(Saved entries)
▼

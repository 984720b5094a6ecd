//! High-level pipeline API: load, label, reshape, extract.
//!
//! # Example
//!
//! ```rust,ignore
//! use specsplit::{convert_csv, ConvertOptions};
//! use std::path::Path;
//!
//! let result = convert_csv(Path::new("tour_mode_choice.csv"), &ConvertOptions::default())?;
//! println!("{} coefficients", result.coefficients.len());
//! ```

use serde::{Deserialize, Serialize};
use std::path::Path;

use super::coefficients::{
    constrained_count, ensure_unique_names, extract_coefficients, ConstraintRule,
};
use super::labels::labels_from_cells;
use super::reshape::{attach_labels, build_final_spec, unpivot};
use crate::api::logs::{log_info, log_info_indent, log_success, log_warning};
use crate::error::PipelineResult;
use crate::export::write_outputs;
use crate::models::{CoefficientRecord, FinalSpecTable, SpecTable};
use crate::parser::{parse_bytes, parse_csv_file, ParseResult};

/// Options for the conversion pipeline
#[derive(Debug, Clone, PartialEq, Serialize, Deserialize)]
#[serde(default)]
pub struct ConvertOptions {
    /// Force the input delimiter instead of detecting it
    pub delimiter: Option<char>,

    /// Prepended to every normalized description to form the label
    pub label_prefix: String,

    /// Values whose coefficients are flagged `T`
    pub constrained_values: Vec<f64>,

    /// Labels containing this are flagged `T` whatever their value
    pub calibration_marker: String,

    /// Keep rows without any coefficient in the specification output
    pub keep_rows_without_coefficients: bool,
}

impl Default for ConvertOptions {
    fn default() -> Self {
        let rule = ConstraintRule::default();
        Self {
            delimiter: None,
            label_prefix: "util_".to_string(),
            constrained_values: rule.constrained_values,
            calibration_marker: rule.calibration_marker,
            keep_rows_without_coefficients: false,
        }
    }
}

impl ConvertOptions {
    pub fn constraint_rule(&self) -> ConstraintRule {
        ConstraintRule::new(self.constrained_values.clone(), self.calibration_marker.clone())
    }
}

/// Input file information
#[derive(Debug, Clone, PartialEq, Serialize, Deserialize)]
#[serde(rename_all = "camelCase")]
pub struct CsvInfo {
    pub encoding: String,
    pub delimiter: char,
    pub headers: Vec<String>,
    pub segment_columns: Vec<String>,
    pub row_count: usize,
}

impl CsvInfo {
    fn from_table(table: &SpecTable, encoding: &str, delimiter: char) -> Self {
        Self {
            encoding: encoding.to_string(),
            delimiter,
            headers: table.headers.clone(),
            segment_columns: table.segment_columns.clone(),
            row_count: table.rows.len(),
        }
    }
}

/// Both output tables of one run
#[derive(Debug, Clone, PartialEq, Serialize)]
#[serde(rename_all = "camelCase")]
pub struct ConversionResult {
    /// Specification with coefficient names in the segment cells
    pub spec: FinalSpecTable,

    /// Coefficient names with their literal values and constrain flags
    pub coefficients: Vec<CoefficientRecord>,

    /// Number of coefficients flagged `T`
    pub constrained_count: usize,

    /// Input metadata
    pub csv_info: CsvInfo,
}

/// Convert a specification file.
pub fn convert_csv(path: &Path, options: &ConvertOptions) -> PipelineResult<ConversionResult> {
    log_info(format!("📖 Reading {}", path.display()));
    let parsed = parse_csv_file(path, options.delimiter)?;
    convert_parsed(parsed, options)
}

/// Convert a specification file and write both output tables.
///
/// Nothing is written unless the conversion succeeds, and the two files are
/// either both replaced or both left alone.
pub fn convert_to_files(
    input: &Path,
    options: &ConvertOptions,
    spec_path: &Path,
    coefficients_path: &Path,
) -> PipelineResult<ConversionResult> {
    let result = convert_csv(input, options)?;
    write_outputs(&result.spec, &result.coefficients, spec_path, coefficients_path)?;
    Ok(result)
}

/// Convert raw file contents.
pub fn convert_bytes(bytes: &[u8], options: &ConvertOptions) -> PipelineResult<ConversionResult> {
    let parsed = parse_bytes(bytes, options.delimiter)?;
    convert_parsed(parsed, options)
}

/// Convert an already loaded table.
pub fn convert_table(
    table: &SpecTable,
    options: &ConvertOptions,
) -> PipelineResult<ConversionResult> {
    let csv_info = CsvInfo::from_table(table, "utf-8", options.delimiter.unwrap_or(','));
    convert_with_info(table, csv_info, options)
}

fn convert_parsed(parsed: ParseResult, options: &ConvertOptions) -> PipelineResult<ConversionResult> {
    log_success(format!("Detected encoding: {}", parsed.encoding));
    log_success(format!("Detected separator: '{}'", format_delimiter(parsed.delimiter)));

    let csv_info = CsvInfo::from_table(&parsed.table, &parsed.encoding, parsed.delimiter);
    convert_with_info(&parsed.table, csv_info, options)
}

fn convert_with_info(
    table: &SpecTable,
    csv_info: CsvInfo,
    options: &ConvertOptions,
) -> PipelineResult<ConversionResult> {
    log_success(format!("Read {} rows", table.rows.len()));
    log_info(format!("📋 {} segment column(s):", table.segment_columns.len()));
    for (i, col) in table.segment_columns.iter().enumerate() {
        log_info_indent(format!("[{:2}] {}", i + 1, col), 1);
    }
    if table.segment_columns.is_empty() {
        log_warning("No segment columns, coefficients table will be empty");
    }

    log_info("🏷️  Deriving labels...");
    let labels = labels_from_cells(&table.descriptions())?;
    let labeled = attach_labels(table, &labels, &options.label_prefix);

    log_info("🔄 Reshaping segment columns...");
    let long = unpivot(&labeled);
    let spec = build_final_spec(&labeled, &long, options.keep_rows_without_coefficients);
    if spec.rows.len() < table.rows.len() {
        log_warning(format!(
            "{} row(s) without coefficients left out",
            table.rows.len() - spec.rows.len()
        ));
    }

    let coefficients = extract_coefficients(&long, &options.constraint_rule());
    ensure_unique_names(&coefficients)?;
    let constrained = constrained_count(&coefficients);
    log_success(format!(
        "{} coefficients ({} constrained)",
        coefficients.len(),
        constrained
    ));

    Ok(ConversionResult {
        spec,
        coefficients,
        constrained_count: constrained,
        csv_info,
    })
}

/// Format delimiter for display
pub fn format_delimiter(d: char) -> String {
    match d {
        '\t' => "TAB".to_string(),
        c => c.to_string(),
    }
}

#[cfg(test)]
mod tests {
    use super::*;
    use crate::error::{LabelError, LoadError, PipelineError};
    use crate::models::Constrain;

    const SAMPLE: &str = "Description,Expression,M,N,H\n\
        Full-time worker alternative-specific constants,ptype == 1,0.885080091,0.531583624,\n\
        Other,ptype == 2,-999,0,\n\
        Other,ptype == 3,1.5,,\n\
        Walk calibration constant,walk,2.25,,\n";

    #[test]
    fn test_default_options() {
        let opts = ConvertOptions::default();
        assert_eq!(opts.label_prefix, "util_");
        assert_eq!(opts.constrained_values, vec![0.0, -999.0]);
        assert_eq!(opts.calibration_marker, "calibration_constant");
        assert!(!opts.keep_rows_without_coefficients);
        assert!(opts.delimiter.is_none());
    }

    #[test]
    fn test_options_from_partial_json() {
        let opts: ConvertOptions =
            serde_json::from_str(r#"{"keep_rows_without_coefficients": true}"#).unwrap();
        assert!(opts.keep_rows_without_coefficients);
        assert_eq!(opts.label_prefix, "util_");
    }

    #[test]
    fn test_full_time_worker_scenario() {
        let result = convert_bytes(SAMPLE.as_bytes(), &ConvertOptions::default()).unwrap();
        let label = "util_full_time_worker_alternative_specific_constants";

        assert_eq!(result.spec.rows[0].label, label);
        assert_eq!(
            result.spec.cell(label, "M"),
            Some("util_full_time_worker_alternative_specific_constants_M")
        );
        assert_eq!(result.spec.cell(label, "H"), None);

        let first: Vec<_> = result
            .coefficients
            .iter()
            .filter(|r| r.coefficient_name.starts_with(label))
            .map(|r| (r.coefficient_name.as_str(), r.value.as_str(), r.constrain))
            .collect();
        assert_eq!(
            first,
            vec![
                (
                    "util_full_time_worker_alternative_specific_constants_M",
                    "0.885080091",
                    Constrain::Free
                ),
                (
                    "util_full_time_worker_alternative_specific_constants_N",
                    "0.531583624",
                    Constrain::Free
                ),
            ]
        );
    }

    #[test]
    fn test_duplicate_descriptions() {
        let result = convert_bytes(SAMPLE.as_bytes(), &ConvertOptions::default()).unwrap();

        assert_eq!(result.spec.rows[1].label, "util_other_1");
        assert_eq!(result.spec.rows[2].label, "util_other_2");
        assert_eq!(result.spec.cell("util_other_2", "M"), Some("util_other_2_M"));
        assert_eq!(result.spec.cell("util_other_2", "N"), None);
    }

    #[test]
    fn test_constrain_flags() {
        let result = convert_bytes(SAMPLE.as_bytes(), &ConvertOptions::default()).unwrap();
        let flag = |name: &str| {
            result
                .coefficients
                .iter()
                .find(|r| r.coefficient_name == name)
                .map(|r| r.constrain)
        };

        assert_eq!(flag("util_other_1_M"), Some(Constrain::Fixed));
        assert_eq!(flag("util_other_1_N"), Some(Constrain::Fixed));
        assert_eq!(flag("util_other_2_M"), Some(Constrain::Free));
        assert_eq!(flag("util_walk_calibration_constant_M"), Some(Constrain::Fixed));
        assert_eq!(result.constrained_count, 3);
    }

    #[test]
    fn test_coefficients_in_row_order() {
        let result = convert_bytes(SAMPLE.as_bytes(), &ConvertOptions::default()).unwrap();
        let names: Vec<_> = result
            .coefficients
            .iter()
            .map(|r| r.coefficient_name.as_str())
            .collect();

        assert_eq!(
            names,
            vec![
                "util_full_time_worker_alternative_specific_constants_M",
                "util_full_time_worker_alternative_specific_constants_N",
                "util_other_1_M",
                "util_other_1_N",
                "util_other_2_M",
                "util_walk_calibration_constant_M",
            ]
        );
    }

    #[test]
    fn test_csv_info() {
        let result = convert_bytes(SAMPLE.as_bytes(), &ConvertOptions::default()).unwrap();

        assert_eq!(result.csv_info.row_count, 4);
        assert_eq!(result.csv_info.delimiter, ',');
        assert_eq!(result.csv_info.segment_columns, vec!["M", "N", "H"]);
    }

    #[test]
    fn test_missing_description_aborts() {
        let csv = "Description,Expression,M\nA,x,1\n,y,2\n";
        let err = convert_bytes(csv.as_bytes(), &ConvertOptions::default()).unwrap_err();
        assert!(matches!(err, PipelineError::Label(LabelError::InvalidInputKind(_))));
    }

    #[test]
    fn test_missing_column_aborts() {
        let csv = "Description,M\nA,1\n";
        let err = convert_bytes(csv.as_bytes(), &ConvertOptions::default()).unwrap_err();
        assert!(matches!(err, PipelineError::Load(LoadError::MissingColumn(_))));
    }

    #[test]
    fn test_custom_prefix_and_rule() {
        let options = ConvertOptions {
            label_prefix: "coef_".into(),
            constrained_values: vec![1.5],
            calibration_marker: String::new(),
            ..ConvertOptions::default()
        };
        let result = convert_bytes(SAMPLE.as_bytes(), &options).unwrap();

        assert_eq!(result.spec.rows[2].label, "coef_other_2");
        assert_eq!(result.constrained_count, 1);
    }

    #[test]
    fn test_rows_without_coefficients_dropped() {
        let csv = "Description,Expression,M,N\nA,x,1,\nB,y,,\n";
        let result = convert_bytes(csv.as_bytes(), &ConvertOptions::default()).unwrap();

        let labels: Vec<_> = result.spec.rows.iter().map(|r| r.label.as_str()).collect();
        assert_eq!(labels, vec!["util_a"]);
        assert_eq!(result.csv_info.row_count, 2);
    }

    #[test]
    fn test_keep_rows_without_coefficients() {
        let csv = "Description,Expression,M,N\nA,x,1,\nB,y,,\n";
        let options = ConvertOptions {
            keep_rows_without_coefficients: true,
            ..ConvertOptions::default()
        };
        let result = convert_bytes(csv.as_bytes(), &options).unwrap();

        assert_eq!(result.spec.rows.len(), 2);
        assert_eq!(result.spec.rows[1].cells, vec![None, None]);
    }

    #[test]
    fn test_row_of_empty_cells_aborts() {
        let csv = "Description,Expression,M\nA,x,1\n,,\nB,y,2\n";
        let err = convert_bytes(csv.as_bytes(), &ConvertOptions::default()).unwrap_err();
        assert!(matches!(err, PipelineError::Label(LabelError::InvalidInputKind(_))));
    }

    #[test]
    fn test_coefficient_name_clash_aborts() {
        let csv = "Description,Expression,m_n,n\nX,a,1,\nX M,b,,2\n";
        let err = convert_bytes(csv.as_bytes(), &ConvertOptions::default()).unwrap_err();
        assert!(matches!(
            err,
            PipelineError::Label(LabelError::DuplicateCoefficientName(ref name)) if name == "util_x_m_n"
        ));
    }

    #[test]
    fn test_convert_table_without_segments() {
        let table = crate::parser::parse_table("Description,Expression\nA,x\n", ',').unwrap();
        let options = ConvertOptions {
            keep_rows_without_coefficients: true,
            ..ConvertOptions::default()
        };
        let result = convert_table(&table, &options).unwrap();

        assert_eq!(result.spec.rows.len(), 1);
        assert!(result.coefficients.is_empty());
        assert_eq!(result.spec.header(), vec!["Label", "Description", "Expression"]);
    }

    #[test]
    fn test_convert_csv_file() {
        let dir = tempfile::tempdir().unwrap();
        let path = dir.path().join("spec.csv");
        std::fs::write(&path, SAMPLE).unwrap();

        let result = convert_csv(&path, &ConvertOptions::default()).unwrap();
        assert_eq!(result.coefficients.len(), 6);
    }

    #[test]
    fn test_convert_to_files() {
        let dir = tempfile::tempdir().unwrap();
        let input = dir.path().join("input.csv");
        std::fs::write(&input, SAMPLE).unwrap();
        let spec_path = dir.path().join("spec.csv");
        let coefficients_path = dir.path().join("coefficients.csv");

        let result =
            convert_to_files(&input, &ConvertOptions::default(), &spec_path, &coefficients_path)
                .unwrap();

        assert_eq!(result.spec.rows.len(), 4);
        assert!(spec_path.exists());
        assert!(coefficients_path.exists());
    }

    #[test]
    fn test_convert_to_files_export_error() {
        let dir = tempfile::tempdir().unwrap();
        let input = dir.path().join("input.csv");
        std::fs::write(&input, SAMPLE).unwrap();
        let spec_path = dir.path().join("spec.csv");
        let coefficients_path = dir.path().join("missing").join("coefficients.csv");

        let err =
            convert_to_files(&input, &ConvertOptions::default(), &spec_path, &coefficients_path)
                .unwrap_err();

        assert!(matches!(err, PipelineError::Export(_)));
        assert!(!err.is_input_error());
        assert!(!spec_path.exists());
    }
}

▲

§ **PROMPT**
Find the lines above holding the word "labeled" and show them.

§ **WRITTEN ANSWER**
    let labeled = attach_labels(table, &labels, &options.label_prefix);
    let long = unpivot(&labeled);
    let spec = build_final_spec(&labeled, &long, options.keep_rows_without_coefficients);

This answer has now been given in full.